About this exercise ::
Copy each line in the data that includes the word "roll".

Dataset records ::
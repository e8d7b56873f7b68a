// Copyright 2026 Daniel Pelikan
//
// Licensed under the Apache License, Version 2.0 (the "License");
// you may not use this file except in compliance with the License.
// You may obtain a copy of the License at
//
//     http://www.apache.org/licenses/LICENSE-2.0
//
// Unless required by applicable law or agreed to in writing, software
// distributed under the License is distributed on an "AS IS" BASIS,
// WITHOUT WARRANTIES OR CONDITIONS OF ANY KIND, either express or implied.
// See the License for the specific language governing permissions and
// limitations under the License.

//! BlueZ RFCOMM transport.

use async_trait::async_trait;
use bluer::rfcomm::{Profile, Role, SocketAddr, Stream};
use bluer::{Adapter, Address, Device, Session};
use futures::StreamExt;
use std::io;
use tracing::{debug, info, warn};
use uuid::Uuid;

use super::error::LinkError;
use super::peer::PeerDescriptor;
use super::transport::{BondedDevice, SocketMode, Transport};

/// Transport over the default BlueZ adapter.
pub struct BluezTransport {
    session: Session,
    adapter: Adapter,
}

impl BluezTransport {
    /// Open a BlueZ session on the default adapter.
    pub async fn new() -> Result<Self, LinkError> {
        info!("Initializing Bluetooth transport...");

        // Create BlueZ session
        let session = Session::new().await?;
        info!("BlueZ session created");

        // Get the default adapter
        let adapter = session.default_adapter().await?;
        info!("Using Bluetooth adapter: {}", adapter.name());

        // Ensure adapter is powered on
        if !adapter.is_powered().await? {
            info!("Powering on Bluetooth adapter...");
            adapter.set_powered(true).await?;
        }

        Ok(Self { session, adapter })
    }

    /// Connect the service `uuid` on `device` through an authenticated
    /// client profile and accept the stream BlueZ hands back.
    async fn connect_profile(&self, device: &Device, uuid: Uuid) -> io::Result<Stream> {
        let profile = Profile {
            uuid,
            role: Some(Role::Client),
            require_authentication: Some(true),
            require_authorization: Some(false),
            auto_connect: Some(false),
            ..Default::default()
        };
        // Unregistered when the handle drops
        let mut handle = self.session.register_profile(profile).await.map_err(to_io)?;

        let connect = device.connect_profile(&uuid);
        tokio::pin!(connect);
        let mut requested = false;

        loop {
            tokio::select! {
                result = &mut connect, if !requested => {
                    result.map_err(to_io)?;
                    requested = true;
                }
                request = handle.next() => {
                    let request = request.ok_or_else(|| {
                        io::Error::new(io::ErrorKind::ConnectionAborted, "profile unregistered")
                    })?;
                    debug!("Profile connection from {}", request.device());
                    return request.accept().map_err(to_io);
                }
            }
        }
    }

    fn parse_address(address: &str) -> io::Result<Address> {
        address
            .parse::<Address>()
            .map_err(|e| io::Error::new(io::ErrorKind::InvalidInput, e.to_string()))
    }
}

#[async_trait]
impl Transport for BluezTransport {
    type Socket = Stream;

    async fn bonded_devices(&self) -> Result<Vec<BondedDevice>, LinkError> {
        let mut devices = Vec::new();

        for addr in self.adapter.device_addresses().await? {
            let device = self.adapter.device(addr)?;
            if device.is_paired().await? {
                let name = device.alias().await.unwrap_or_else(|_| addr.to_string());
                devices.push(BondedDevice::new(name, addr.to_string()));
            }
        }

        debug!("{} bonded devices", devices.len());
        Ok(devices)
    }

    async fn cancel_discovery(&self) -> Result<(), LinkError> {
        // BlueZ stops a discovery session when its owner drops it. This
        // transport never holds one, so only another client can be scanning.
        if self.adapter.is_discovering().await? {
            warn!("Adapter is discovering on behalf of another client; connecting may be slow");
        }
        Ok(())
    }

    async fn open(&self, peer: &PeerDescriptor, mode: SocketMode) -> io::Result<Stream> {
        let address = Self::parse_address(&peer.address)?;

        match mode {
            SocketMode::Secure => {
                debug!("Connecting service {} on {}", peer.service_uuid, address);
                let device = self.adapter.device(address).map_err(to_io)?;
                self.connect_profile(&device, peer.service_uuid).await
            }
            SocketMode::Insecure { channel } => {
                debug!("Opening RFCOMM socket to {} on channel {}", address, channel);
                Stream::connect(SocketAddr::new(address, channel)).await
            }
        }
    }
}

fn to_io(e: bluer::Error) -> io::Error {
    io::Error::new(io::ErrorKind::Other, e.to_string())
}
// Copyright 2026 Daniel Pelikan
//
// Licensed under the Apache License, Version 2.0 (the "License");
// you may not use this file except in compliance with the License.
// You may obtain a copy of the License at
//
//     http://www.apache.org/licenses/LICENSE-2.0
//
// Unless required by applicable law or agreed to in writing, software
// distributed under the License is distributed on an "AS IS" BASIS,
// WITHOUT WARRANTIES OR CONDITIONS OF ANY KIND, either express or implied.
// See the License for the specific language governing permissions and
// limitations under the License.

//! Operator console commands.
//!
//! Maps lines typed on stdin to link actions.

use crate::bluetooth::FlightFrame;

/// Console command types.
#[derive(Debug, Clone, PartialEq, Eq)]
pub enum ConsoleCommand {
    /// Connect to the configured receiver.
    Connect,
    /// Drop the current link.
    Disconnect,
    /// Print link status.
    Status,
    /// Send a text message.
    Send(String),
    /// Set and send a flight frame.
    Frame(FlightFrame),
    /// Print the command list.
    Help,
    /// Leave the console.
    Quit,
}

impl ConsoleCommand {
    /// Parse a console line. Returns `Ok(None)` for blank lines.
    pub fn parse(line: &str) -> Result<Option<Self>, String> {
        let line = line.trim();
        if line.is_empty() {
            return Ok(None);
        }

        let (word, rest) = match line.split_once(char::is_whitespace) {
            Some((word, rest)) => (word, rest.trim()),
            None => (line, ""),
        };

        let command = match word.to_lowercase().as_str() {
            "connect" => Self::Connect,
            "disconnect" => Self::Disconnect,
            "status" => Self::Status,
            "help" | "?" => Self::Help,
            "quit" | "exit" => Self::Quit,
            "send" => {
                if rest.is_empty() {
                    return Err("usage: send <text>".to_string());
                }
                Self::Send(rest.to_string())
            }
            "frame" => Self::Frame(parse_frame(rest)?),
            other => return Err(format!("unknown command '{}'", other)),
        };

        Ok(Some(command))
    }
}

fn parse_frame(args: &str) -> Result<FlightFrame, String> {
    let values = args
        .split_whitespace()
        .map(|v| {
            v.parse::<i8>()
                .map_err(|_| format!("'{}' is not a value in -128..=127", v))
        })
        .collect::<Result<Vec<_>, _>>()?;

    match values.as_slice() {
        [throttle, yaw, pitch, roll] => Ok(FlightFrame::new(*throttle, *yaw, *pitch, *roll)),
        _ => Err("usage: frame <throttle> <yaw> <pitch> <roll>".to_string()),
    }
}

pub const HELP: &str = "\
commands:
  connect                               connect to the receiver
  disconnect                            drop the link
  status                                show link status
  send <text>                           send a text message
  frame <throttle> <yaw> <pitch> <roll> send a flight frame (-128..=127)
  quit                                  exit";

Solution to this problem ::
        [throttle, yaw, pitch, roll] => Ok(FlightFrame::new(*throttle, *yaw, *pitch, *roll)),
        _ => Err("usage: frame <throttle> <yaw> <pitch> <roll>".to_string()),
  frame <throttle> <yaw> <pitch> <roll> send a flight frame (-128..=127)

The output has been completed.